Skimer Malware Infects ATMs

26 May

Skimer, originally surfacing in 2009, is back and stronger than ever. For those who are unfamiliar, Skimer gives hackers complete access to an ATM without needing to install any kind of physical hardware. At one point, that was the only way a fraudster could steal bank information, duplicate it, and use it at their discretion. The newest version of Skimer, beside not needing physical hardware, is much more stealth and barely leaves a path for cyber security personnel to track.

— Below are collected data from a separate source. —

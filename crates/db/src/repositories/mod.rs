//! Repository layer.
//!
//! [`CampRepository`] is the port the API handlers depend on. Reads are
//! immediate; writes are staged in a [`ChangeSet`] and applied together by
//! [`CampRepository::save_changes`].

use async_trait::async_trait;
use codecamp_core::types::EventDate;

use crate::models::camp::Camp;
use crate::DbError;

pub mod camp_repo;
pub mod change_set;
pub mod in_memory;

pub use camp_repo::PgCampRepo;
pub use change_set::{Change, ChangeSet};
pub use in_memory::InMemoryCampRepo;

/// Async access to the camp store.
#[async_trait]
pub trait CampRepository: Send + Sync {
    /// All camps, newest event date first.
    async fn get_all_camps(&self, include_talks: bool) -> Result<Vec<Camp>, DbError>;

    /// The camp with the given moniker, if any.
    async fn get_camp(&self, moniker: &str, include_talks: bool)
        -> Result<Option<Camp>, DbError>;

    /// Camps whose event date falls on `date`.
    async fn get_camps_by_event_date(
        &self,
        date: EventDate,
        include_talks: bool,
    ) -> Result<Vec<Camp>, DbError>;

    /// Apply every staged change as one unit.
    ///
    /// Returns `true` if at least one row was affected.
    async fn save_changes(&self, changes: ChangeSet) -> Result<bool, DbError>;

    /// Verify the underlying store is reachable.
    async fn ping(&self) -> Result<(), DbError>;
}
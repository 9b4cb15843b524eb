/// All database primary keys are PostgreSQL BIGSERIAL.
pub type DbId = i64;

/// Camp event dates carry no time-of-day component.
pub type EventDate = chrono::NaiveDate;
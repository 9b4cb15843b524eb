//! Canonical resource paths used for `Location` headers.

/// Resolves the path of a camp resource.
pub trait LinkGenerator: Send + Sync {
    /// Path of the camp with `moniker`, or `None` if no route can address it.
    fn camp_path(&self, moniker: &str) -> Option<String>;
}

/// Builds paths under a fixed collection prefix, e.g. `/api/v2.0/camps`.
///
/// Only monikers made of RFC 3986 unreserved characters produce a path;
/// anything else could not round-trip through the `/{moniker}` route.
#[derive(Debug, Clone)]
pub struct RouteLinkGenerator {
    collection: String,
}

impl RouteLinkGenerator {
    pub fn new(collection: impl Into<String>) -> Self {
        Self {
            collection: collection.into().trim_end_matches('/').to_string(),
        }
    }
}

fn is_unreserved(c: char) -> bool {
    c.is_ascii_alphanumeric() || matches!(c, '-' | '.' | '_' | '~')
}

impl LinkGenerator for RouteLinkGenerator {
    fn camp_path(&self, moniker: &str) -> Option<String> {
        if moniker.is_empty() || !moniker.chars().all(is_unreserved) {
            return None;
        }
        Some(format!("{}/{moniker}", self.collection))
    }
}

#[cfg(test)]
mod tests {
    use super::*;

    #[test]
    fn builds_path_under_collection() {
        let links = RouteLinkGenerator::new("/api/v2.0/camps/");
        assert_eq!(
            links.camp_path("ATL2024").as_deref(),
            Some("/api/v2.0/camps/ATL2024")
        );
    }

    #[test]
    fn rejects_monikers_that_cannot_be_routed() {
        let links = RouteLinkGenerator::new("/api/v2.0/camps");
        assert_eq!(links.camp_path(""), None);
        assert_eq!(links.camp_path("ATL 2024"), None);
        assert_eq!(links.camp_path("ATL/2024"), None);
    }
}
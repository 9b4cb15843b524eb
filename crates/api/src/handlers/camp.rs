//! Handlers for the `/camps` resource.

use axum::extract::{Path, Query, State};
use axum::http::{header, StatusCode};
use axum::response::IntoResponse;
use axum::Json;
use codecamp_core::camp as camp_rules;
use codecamp_core::error::CoreError;
use codecamp_db::models::camp::{Camp, CampModel};
use codecamp_db::repositories::ChangeSet;

use crate::error::{AppError, AppResult};
use crate::query::{IncludeTalksParams, SearchParams};
use crate::response::CampListResponse;
use crate::state::AppState;

/// Validate the fields of an incoming camp body.
fn validate_camp_model(model: &CampModel) -> AppResult<()> {
    camp_rules::validate_moniker(&model.moniker)?;
    camp_rules::validate_name(model.name.as_deref())?;
    camp_rules::validate_length(model.length)?;
    Ok(())
}

/// Load a camp by moniker (without talks) or fail with a 404 naming it.
async fn find_camp(state: &AppState, moniker: &str) -> AppResult<Camp> {
    state
        .camps
        .get_camp(moniker, false)
        .await?
        .ok_or_else(|| AppError::Core(CoreError::camp_not_found(moniker)))
}

/// Persist `changes`, turning a save that touched no rows into a bare 400.
async fn save(state: &AppState, changes: ChangeSet) -> AppResult<()> {
    if state.camps.save_changes(changes).await? {
        Ok(())
    } else {
        Err(AppError::BadRequest(String::new()))
    }
}

// ---------------------------------------------------------------------------
// GET /camps
// ---------------------------------------------------------------------------

/// List every camp. An empty store is still a success.
pub async fn list(
    State(state): State<AppState>,
    Query(params): Query<IncludeTalksParams>,
) -> AppResult<Json<CampListResponse>> {
    let camps = state.camps.get_all_camps(params.include_talks).await?;
    let results: Vec<CampModel> = camps.iter().map(|c| state.mapper.to_model(c)).collect();
    tracing::debug!(count = results.len(), "Listed camps");
    Ok(Json(CampListResponse::from(results)))
}

// ---------------------------------------------------------------------------
// GET /camps/{moniker}
// ---------------------------------------------------------------------------

/// A missing camp is a bare 404 here; PUT and DELETE name the moniker.
pub async fn get_by_moniker(
    State(state): State<AppState>,
    Path(moniker): Path<String>,
) -> AppResult<Json<CampModel>> {
    let camp = state
        .camps
        .get_camp(&moniker, false)
        .await?
        .ok_or(AppError::NotFound)?;
    Ok(Json(state.mapper.to_model(&camp)))
}

// ---------------------------------------------------------------------------
// GET /camps/search
// ---------------------------------------------------------------------------

/// Camps on a given event date.
///
/// Unlike [`list`], an empty result is reported as a bare 404. A request
/// without `theDate` matches nothing and gets the same answer.
pub async fn search_by_date(
    State(state): State<AppState>,
    Query(params): Query<SearchParams>,
) -> AppResult<Json<Vec<CampModel>>> {
    let Some(raw_date) = params.the_date.as_deref() else {
        return Err(AppError::NotFound);
    };
    let date = camp_rules::parse_event_date(raw_date)?;
    let camps = state
        .camps
        .get_camps_by_event_date(date, params.include_talks)
        .await?;

    if camps.is_empty() {
        return Err(AppError::NotFound);
    }

    tracing::debug!(%date, count = camps.len(), "Searched camps by date");
    Ok(Json(camps.iter().map(|c| state.mapper.to_model(c)).collect()))
}

// ---------------------------------------------------------------------------
// POST /camps
// ---------------------------------------------------------------------------

/// Create a camp, answering 201 with its `Location`.
///
/// The moniker check is not atomic with the insert; a concurrent duplicate
/// is caught by the store's unique constraint and surfaces as a 500.
pub async fn create(
    State(state): State<AppState>,
    Json(model): Json<CampModel>,
) -> AppResult<impl IntoResponse> {
    validate_camp_model(&model)?;

    if state.camps.get_camp(&model.moniker, false).await?.is_some() {
        return Err(AppError::Core(CoreError::Conflict(
            "Moniker in use".to_string(),
        )));
    }

    let location = state
        .links
        .camp_path(&model.moniker)
        .ok_or_else(|| AppError::BadRequest("Could not use current moniker".to_string()))?;

    let camp = state.mapper.to_entity(&model);
    let created = state.mapper.to_model(&camp);

    let mut changes = ChangeSet::new();
    changes.add(camp);
    save(&state, changes).await?;

    tracing::info!(moniker = %created.moniker, %location, "Camp created");
    Ok((
        StatusCode::CREATED,
        [(header::LOCATION, location)],
        Json(created),
    ))
}

// ---------------------------------------------------------------------------
// PUT /camps/{moniker}
// ---------------------------------------------------------------------------

/// Overlay the body onto an existing camp.
///
/// A body that changes nothing stages no write, so the save affects no
/// rows and the request is answered with 400.
pub async fn update(
    State(state): State<AppState>,
    Path(moniker): Path<String>,
    Json(model): Json<CampModel>,
) -> AppResult<Json<CampModel>> {
    validate_camp_model(&model)?;

    let existing = find_camp(&state, &moniker).await?;
    let mut camp = existing.clone();
    state.mapper.apply(&model, &mut camp);
    let updated = state.mapper.to_model(&camp);

    let mut changes = ChangeSet::new();
    if camp != existing {
        changes.modify(camp);
    }
    save(&state, changes).await?;

    tracing::info!(%moniker, new_moniker = %updated.moniker, "Camp updated");
    Ok(Json(updated))
}

// ---------------------------------------------------------------------------
// DELETE /camps/{moniker}
// ---------------------------------------------------------------------------

pub async fn delete(
    State(state): State<AppState>,
    Path(moniker): Path<String>,
) -> AppResult<StatusCode> {
    let camp = find_camp(&state, &moniker).await?;

    let mut changes = ChangeSet::new();
    changes.delete(camp);
    save(&state, changes).await?;

    tracing::info!(%moniker, "Camp deleted");
    Ok(StatusCode::OK)
}
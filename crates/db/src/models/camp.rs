//! Camp entity and DTO.

use codecamp_core::types::{DbId, EventDate};
use serde::{Deserialize, Serialize};
use sqlx::FromRow;

use crate::models::talk::{Talk, TalkModel};

/// A camp row from the `camps` table.
///
/// `talks` is never read from the row itself; repositories populate it
/// only when talks were requested.
#[derive(Debug, Clone, PartialEq, FromRow)]
pub struct Camp {
    pub id: DbId,
    pub name: Option<String>,
    pub moniker: String,
    pub event_date: EventDate,
    pub length: i32,
    pub venue: Option<String>,
    pub address1: Option<String>,
    pub address2: Option<String>,
    pub address3: Option<String>,
    pub city_town: Option<String>,
    pub state_province: Option<String>,
    pub postal_code: Option<String>,
    pub country: Option<String>,
    #[sqlx(skip)]
    pub talks: Vec<Talk>,
}

/// Wire shape of a camp for request and response bodies.
///
/// Location fields are flattened with a `location` prefix. `talks` is
/// output-only: it is ignored when a `CampModel` is mapped onto an entity.
#[derive(Debug, Clone, PartialEq, Serialize, Deserialize)]
#[serde(rename_all = "camelCase")]
pub struct CampModel {
    #[serde(default)]
    pub name: Option<String>,
    pub moniker: String,
    pub event_date: EventDate,
    #[serde(default)]
    pub length: Option<i32>,
    #[serde(default)]
    pub venue: Option<String>,
    #[serde(default)]
    pub location_address1: Option<String>,
    #[serde(default)]
    pub location_address2: Option<String>,
    #[serde(default)]
    pub location_address3: Option<String>,
    #[serde(default)]
    pub location_city_town: Option<String>,
    #[serde(default)]
    pub location_state_province: Option<String>,
    #[serde(default)]
    pub location_postal_code: Option<String>,
    #[serde(default)]
    pub location_country: Option<String>,
    #[serde(default)]
    pub talks: Vec<TalkModel>,
}
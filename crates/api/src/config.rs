/// Server configuration loaded from environment variables.
///
/// All fields have sensible defaults suitable for local development.
/// In production, override via environment variables.
#[derive(Debug, Clone)]
pub struct ServerConfig {
    /// Bind address (default: `0.0.0.0`).
    pub host: String,
    /// Bind port (default: `3000`).
    pub port: u16,
    /// Allowed CORS origins, parsed from comma-separated `CORS_ORIGINS` env var.
    pub cors_origins: Vec<String>,
    /// HTTP request timeout in seconds (default: `30`).
    pub request_timeout_secs: u64,
    /// Maximum pooled database connections (default: `20`).
    pub db_max_connections: u32,
}

impl ServerConfig {
    /// Load configuration from environment variables with defaults.
    ///
    /// | Env Var                | Default                    |
    /// |------------------------|----------------------------|
    /// | `HOST`                 | `0.0.0.0`                  |
    /// | `PORT`                 | `3000`                     |
    /// | `CORS_ORIGINS`         | `http://localhost:5173`    |
    /// | `REQUEST_TIMEOUT_SECS` | `30`                       |
    /// | `DB_MAX_CONNECTIONS`   | `20`                       |
    pub fn from_env() -> Self {
        let host = std::env::var("HOST").unwrap_or_else(|_| "0.0.0.0".into());

        let port: u16 = std::env::var("PORT")
            .unwrap_or_else(|_| "3000".into())
            .parse()
            .expect("PORT must be a valid u16");

        let cors_origins = parse_origins(
            &std::env::var("CORS_ORIGINS").unwrap_or_else(|_| "http://localhost:5173".into()),
        );

        let request_timeout_secs: u64 = std::env::var("REQUEST_TIMEOUT_SECS")
            .unwrap_or_else(|_| "30".into())
            .parse()
            .expect("REQUEST_TIMEOUT_SECS must be a valid u64");

        let db_max_connections: u32 = std::env::var("DB_MAX_CONNECTIONS")
            .unwrap_or_else(|_| "20".into())
            .parse()
            .expect("DB_MAX_CONNECTIONS must be a valid u32");

        Self {
            host,
            port,
            cors_origins,
            request_timeout_secs,
            db_max_connections,
        }
    }
}

/// Split a comma-separated origin list, dropping blanks.
fn parse_origins(raw: &str) -> Vec<String> {
    raw.split(',')
        .map(|s| s.trim().to_string())
        .filter(|s| !s.is_empty())
        .collect()
}
//! Extractor that reads a feedback submission in whichever encoding the client chose

use crate::{
    error::AppError,
    models::{FormSubmission, REQUIRED_FIELDS},
};
use axum::{
    async_trait,
    body::{Body, Bytes},
    extract::{FromRequest, Multipart, Request},
    http::header::CONTENT_TYPE,
    Form, Json,
};
use serde::{
    de::{self, MapAccess, Visitor},
    Deserialize, Deserializer,
};
use serde_json::Value;
use std::fmt;
use tracing::debug;

/// Body encodings accepted by the feedback endpoint.
#[derive(Debug, Clone, Copy, PartialEq, Eq)]
pub enum PayloadEncoding {
    Multipart,
    UrlEncoded,
    Json,
}

impl PayloadEncoding {
    pub fn from_content_type(value: &str) -> Option<Self> {
        let mime: mime::Mime = value.parse().ok()?;

        match (mime.type_(), mime.subtype(), mime.suffix()) {
            (mime::MULTIPART, mime::FORM_DATA, _) => Some(PayloadEncoding::Multipart),
            (mime::APPLICATION, mime::WWW_FORM_URLENCODED, _) => Some(PayloadEncoding::UrlEncoded),
            (mime::APPLICATION, mime::JSON, _) => Some(PayloadEncoding::Json),
            (mime::APPLICATION, _, Some(mime::JSON)) => Some(PayloadEncoding::Json),
            _ => None,
        }
    }
}

pub struct SubmissionPayload(pub FormSubmission);

#[async_trait]
impl<S> FromRequest<S> for SubmissionPayload
where
    S: Send + Sync,
{
    type Rejection = AppError;

    async fn from_request(req: Request, state: &S) -> Result<Self, Self::Rejection> {
        let content_type = req
            .headers()
            .get(CONTENT_TYPE)
            .and_then(|value| value.to_str().ok())
            .map(str::to_owned)
            .ok_or(AppError::UnsupportedMediaType)?;
        let encoding = PayloadEncoding::from_content_type(&content_type)
            .ok_or(AppError::UnsupportedMediaType)?;

        debug!(?encoding, "decoding feedback submission");

        let method = req.method().clone();
        let headers = req.headers().clone();
        let body = Bytes::from_request(req, state)
            .await
            .map_err(|rejection| AppError::InvalidPayload(rejection.body_text()))?;

        if carries_no_fields(&body, &content_type, encoding) {
            return Ok(SubmissionPayload(FormSubmission::default()));
        }

        let mut req = Request::new(Body::from(body));
        *req.method_mut() = method;
        *req.headers_mut() = headers;

        let submission = match encoding {
            PayloadEncoding::Multipart => {
                let multipart = Multipart::from_request(req, state)
                    .await
                    .map_err(|rejection| AppError::InvalidPayload(rejection.body_text()))?;
                read_multipart(multipart).await?
            }
            PayloadEncoding::UrlEncoded => {
                let Form(pairs) = Form::<Vec<(String, String)>>::from_request(req, state)
                    .await
                    .map_err(|rejection| AppError::InvalidPayload(rejection.body_text()))?;
                FormSubmission::from_fields(pairs)
            }
            PayloadEncoding::Json => {
                let Json(JsonFields(fields)) = Json::<JsonFields>::from_request(req, state)
                    .await
                    .map_err(|rejection| AppError::InvalidPayload(rejection.body_text()))?;
                FormSubmission::from_fields(fields)
            }
        };

        Ok(SubmissionPayload(submission))
    }
}

/// A blank body, or a multipart body holding only its closing delimiter.
fn carries_no_fields(body: &[u8], content_type: &str, encoding: PayloadEncoding) -> bool {
    let text = String::from_utf8_lossy(body);
    let text = text.trim();
    if text.is_empty() {
        return true;
    }

    if encoding != PayloadEncoding::Multipart {
        return false;
    }

    content_type
        .parse::<mime::Mime>()
        .ok()
        .and_then(|parsed| parsed.get_param(mime::BOUNDARY).map(|b| b.as_str().to_owned()))
        .is_some_and(|boundary| text == format!("--{}--", boundary))
}

/// Text parts named like form fields are kept, the first occurrence wins.
async fn read_multipart(mut multipart: Multipart) -> Result<FormSubmission, AppError> {
    let mut submission = FormSubmission::default();

    while let Some(field) = multipart
        .next_field()
        .await
        .map_err(|err| AppError::InvalidPayload(err.body_text()))?
    {
        let Some(name) = field.name().map(str::to_owned) else {
            continue;
        };

        if field.file_name().is_some()
            || !REQUIRED_FIELDS.contains(&name.as_str())
            || submission.field(&name).is_some()
        {
            continue;
        }

        let value = field
            .text()
            .await
            .map_err(|err| AppError::InvalidPayload(err.body_text()))?;
        submission.set_first(&name, value);
    }

    Ok(submission)
}

/// Top-level string members of a JSON object, in document order.
///
/// Repeated keys are all kept so the first one can win, `null` reads as an
/// absent field, and any other non-string value is rejected.
struct JsonFields(Vec<(String, String)>);

impl<'de> Deserialize<'de> for JsonFields {
    fn deserialize<D>(deserializer: D) -> Result<Self, D::Error>
    where
        D: Deserializer<'de>,
    {
        struct FieldsVisitor;

        impl<'de> Visitor<'de> for FieldsVisitor {
            type Value = JsonFields;

            fn expecting(&self, f: &mut fmt::Formatter) -> fmt::Result {
                f.write_str("a JSON object of form fields")
            }

            fn visit_map<A>(self, mut map: A) -> Result<Self::Value, A::Error>
            where
                A: MapAccess<'de>,
            {
                let mut fields = Vec::new();
                while let Some((key, value)) = map.next_entry::<String, Value>()? {
                    match value {
                        Value::String(text) => fields.push((key, text)),
                        Value::Null => {}
                        other => {
                            return Err(de::Error::custom(format!(
                                "field `{}` must be a string, found {}",
                                key, other
                            )))
                        }
                    }
                }
                Ok(JsonFields(fields))
            }
        }

        deserializer.deserialize_map(FieldsVisitor)
    }
}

Discovered by Kapersky, the company was originally investigating an entirely different situation at a bank when they came across trace remnants of Skimer. What’s significant is that after the hacker installs the file – Backdoor.Win32.Skimer – the malware hides in the ATM until it is activated by a particular user; the interface appears only if they’ve entered the correct information within the specified time limit. Allowed to issue 21 commands once the ATM is in use, these actions range from dispensing bills directly from the ATM to printing account and card numbers onto a receipt. The “best” part? They don’t have to stay at the infected ATM; so long as the machine is on the same network as the infected one, they have the same access across the board.

While there haven’t been reports of widespread attacks in the US, South Africa is an entirely different situation. In just two hours, over 1,400 users were able to complete close to 1,600 unique transactions at different ATMs – all on the same network – and steal a total of $20M USD. It was a malicious and coordinated fraud attack, and they aren’t any closer to nabbing the perpetrators.

Users can still be proactive in these types of situations – for example, continuing to educate themselves on what protection is available to them through their bank or credit card providers. Vigilance and understanding that these situations can happen to anyone are some of the preliminary steps one must take to protect themselves and their financial and personal data.